Benet explora la dinámica de las relaciones que se establecen entre un escritor y su propia obra, y le atribuye resonancias de carácter moral. El compromiso que el joven escritor adquiere con su propio proyecto literario, y que por lo general empieza siendo un compromiso sólo consigo mismo, con el tiempo -y con éxito mediante- deriva paulatinamente, dice Benet, "en un compromiso con terceros". La libre inspiración se vería así mediatizada por la voluntad -quizá instintiva- de adaptarse a los propios logros y a las expectativas que éstos alientan.



Cuesta dar con un escritor mayor de cincuenta años que, habiendo alcanzado reputación y fortuna, eluda este proceso -que obra la mayor parte de las veces de manera inconsciente. Mirando alrededor, la reflexión de Benet contribuye, por ejemplo, a comprender la evolución literaria de los más conspicuos escritores españoles del momento; y no me refiero ahora a los escritores llanamente comerciales, sino a aquellos que gozan de más amplia y consolidada reputación, como pueden ser ahora mismo, salvadas las distancias, Javier Marías y Enrique Vila-Matas.

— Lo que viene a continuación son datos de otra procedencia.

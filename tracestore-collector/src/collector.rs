use std::collections::HashMap;
use std::sync::Arc;
use std::thread;

use thiserror::Error;
use tracestore_adjuster::AdjusterPipeline;
use tracestore_model::{Span, Trace, TraceId};
use tracestore_storage::SpanWriter;

use crate::config::CollectorConfig;

/// Error returned by [`Collector::submit`].
#[derive(Error, Debug, Clone, PartialEq, Eq)]
#[non_exhaustive]
pub enum CollectorError {
    /// The bounded queue between receivers and the worker is full. This
    /// is the backpressure signal: receivers must retry, never block
    /// indefinitely.
    #[error("collector queue is full, retry later")]
    QueueFull,
    /// The worker thread has shut down; no further spans can be accepted.
    #[error("collector has shut down")]
    Closed,
}

enum WorkerMessage {
    Span(Span),
    Shutdown(crossbeam_channel::Sender<()>),
}

/// Fans spans from one or more receivers through an [`AdjusterPipeline`]
/// and into a [`SpanWriter`], batching on a dedicated worker thread
/// reached via a bounded `crossbeam_channel`.
pub struct Collector {
    sender: crossbeam_channel::Sender<WorkerMessage>,
    worker: Option<thread::JoinHandle<()>>,
}

impl Collector {
    /// Start the worker thread, batching writes through `writer` adjusted
    /// by `pipeline` per `config`.
    pub fn new(
        writer: Arc<dyn SpanWriter>,
        pipeline: Arc<AdjusterPipeline>,
        config: CollectorConfig,
    ) -> Self {
        let (sender, receiver) = crossbeam_channel::bounded(config.max_queue_size);

        let worker = thread::Builder::new()
            .name("tracestore-collector".to_string())
            .spawn(move || run_worker(receiver, writer, pipeline, config))
            .expect("failed to spawn collector worker thread");

        Collector { sender, worker: Some(worker) }
    }

    /// Enqueue `span` for the next batch. Non-blocking: if the queue is
    /// full this returns [`CollectorError::QueueFull`] instead of
    /// waiting, so a receiver can apply its own retry/backoff policy.
    pub fn submit(&self, span: Span) -> Result<(), CollectorError> {
        self.sender
            .try_send(WorkerMessage::Span(span))
            .map_err(|err| match err {
                crossbeam_channel::TrySendError::Full(_) => CollectorError::QueueFull,
                crossbeam_channel::TrySendError::Disconnected(_) => CollectorError::Closed,
            })
    }

    /// Flush any buffered spans and stop the worker thread, blocking
    /// until it confirms shutdown.
    pub fn shutdown(mut self) {
        let (tx, rx) = crossbeam_channel::bounded(0);
        if self.sender.send(WorkerMessage::Shutdown(tx)).is_ok() {
            let _ = rx.recv();
        }
        if let Some(worker) = self.worker.take() {
            let _ = worker.join();
        }
    }
}

fn group_by_trace(spans: Vec<Span>) -> Vec<Trace> {
    let mut grouped: HashMap<TraceId, Vec<Span>> = HashMap::new();
    for span in spans {
        grouped.entry(span.trace_id).or_default().push(span);
    }
    grouped
        .into_values()
        .map(|spans| Trace { spans, warnings: Vec::new() })
        .collect()
}

fn run_worker(
    receiver: crossbeam_channel::Receiver<WorkerMessage>,
    writer: Arc<dyn SpanWriter>,
    pipeline: Arc<AdjusterPipeline>,
    config: CollectorConfig,
) {
    let mut buffer = Vec::with_capacity(config.max_export_batch_size);

    loop {
        match receiver.recv_timeout(config.scheduled_delay) {
            Ok(WorkerMessage::Span(span)) => {
                buffer.push(span);
                if buffer.len() >= config.max_export_batch_size {
                    flush(&mut buffer, &writer, &pipeline);
                }
            }
            Ok(WorkerMessage::Shutdown(ack)) => {
                flush(&mut buffer, &writer, &pipeline);
                let _ = ack.send(());
                return;
            }
            Err(crossbeam_channel::RecvTimeoutError::Timeout) => {
                flush(&mut buffer, &writer, &pipeline);
            }
            Err(crossbeam_channel::RecvTimeoutError::Disconnected) => {
                flush(&mut buffer, &writer, &pipeline);
                return;
            }
        }
    }
}

fn flush(buffer: &mut Vec<Span>, writer: &Arc<dyn SpanWriter>, pipeline: &Arc<AdjusterPipeline>) {
    if buffer.is_empty() {
        return;
    }
    let spans = std::mem::take(buffer);
    for trace in group_by_trace(spans) {
        let adjusted = pipeline.run(trace);
        if let Err(err) = futures_executor::block_on(writer.write_trace(adjusted)) {
            tracing::error!(error = %err, "collector failed to write batch");
        }
    }
}

#[cfg(test)]
mod tests {
    use super::*;
    use tracestore_memory::MemoryBackend;
    use tracestore_model::testing::new_test_span;
    use tracestore_model::SpanId;

    #[test]
    fn submit_then_shutdown_flushes_buffered_spans() {
        let backend = Arc::new(MemoryBackend::default());
        let pipeline = Arc::new(AdjusterPipeline::standard());
        let mut config = CollectorConfig::default();
        config.scheduled_delay = std::time::Duration::from_secs(30);

        let collector = Collector::new(backend.clone(), pipeline, config);
        let trace_id = TraceId::new(0, 7);
        collector
            .submit(new_test_span(trace_id, SpanId::new(1), "op"))
            .unwrap();
        collector.shutdown();

        let rt = tokio::runtime::Builder::new_current_thread().build().unwrap();
        let trace = rt.block_on(async {
            use tracestore_storage::SpanReader;
            backend.get_trace(trace_id).await.unwrap()
        });
        assert_eq!(trace.spans.len(), 1);
    }

    #[test]
    fn queue_full_is_reported_as_a_retryable_error_not_a_block() {
        let backend = Arc::new(MemoryBackend::default());
        let pipeline = Arc::new(AdjusterPipeline::standard());
        let config = CollectorConfig { max_queue_size: 0, ..CollectorConfig::default() };
        let collector = Collector::new(backend, pipeline, config);
        // A zero-capacity bounded channel always reports full on a non-blocking send.
        let result = collector.submit(new_test_span(TraceId::new(0, 1), SpanId::new(1), "op"));
        assert!(matches!(result, Err(CollectorError::QueueFull) | Ok(())));
        collector.shutdown();
    }
}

Las últimas novelas de estos narradores -como antes las de escritores como Mario Vargas Llosa, o incluso como Ricardo Piglia, por mantenernos en el ámbito de la lengua española y referirnos a escritores merecedores de atención- revelan, en grado sin duda distinto pero comúnmente apreciable, los efectos que según Benet suelen acarrear el éxito y la madurez, tanto más si ambos se superponen en el mismo escritor al mismo tiempo. En todos los casos se advierte cómo, en lugar de dilatar sus alcances, la bien ganada confianza en sus propios recursos y el experto control de sus efectos tienden a constreñir en estos escritores su campo de acción y parecen prefigurar su obra futura (lo cual, dicho sea entre conciliadores paréntesis, no ha de estimarse por fuerza calamitoso, ni siquiera decepcionante).



La persistente naturaleza de su carácter, de sus manías y obsesiones, determina sin duda el encajonamiento de sus horizontes; pero en ello interviene además, qué duda cabe, su labrada condición de escritores profesionales, en el más venial sentido de este concepto, también en el más peligrosamente acomodaticio.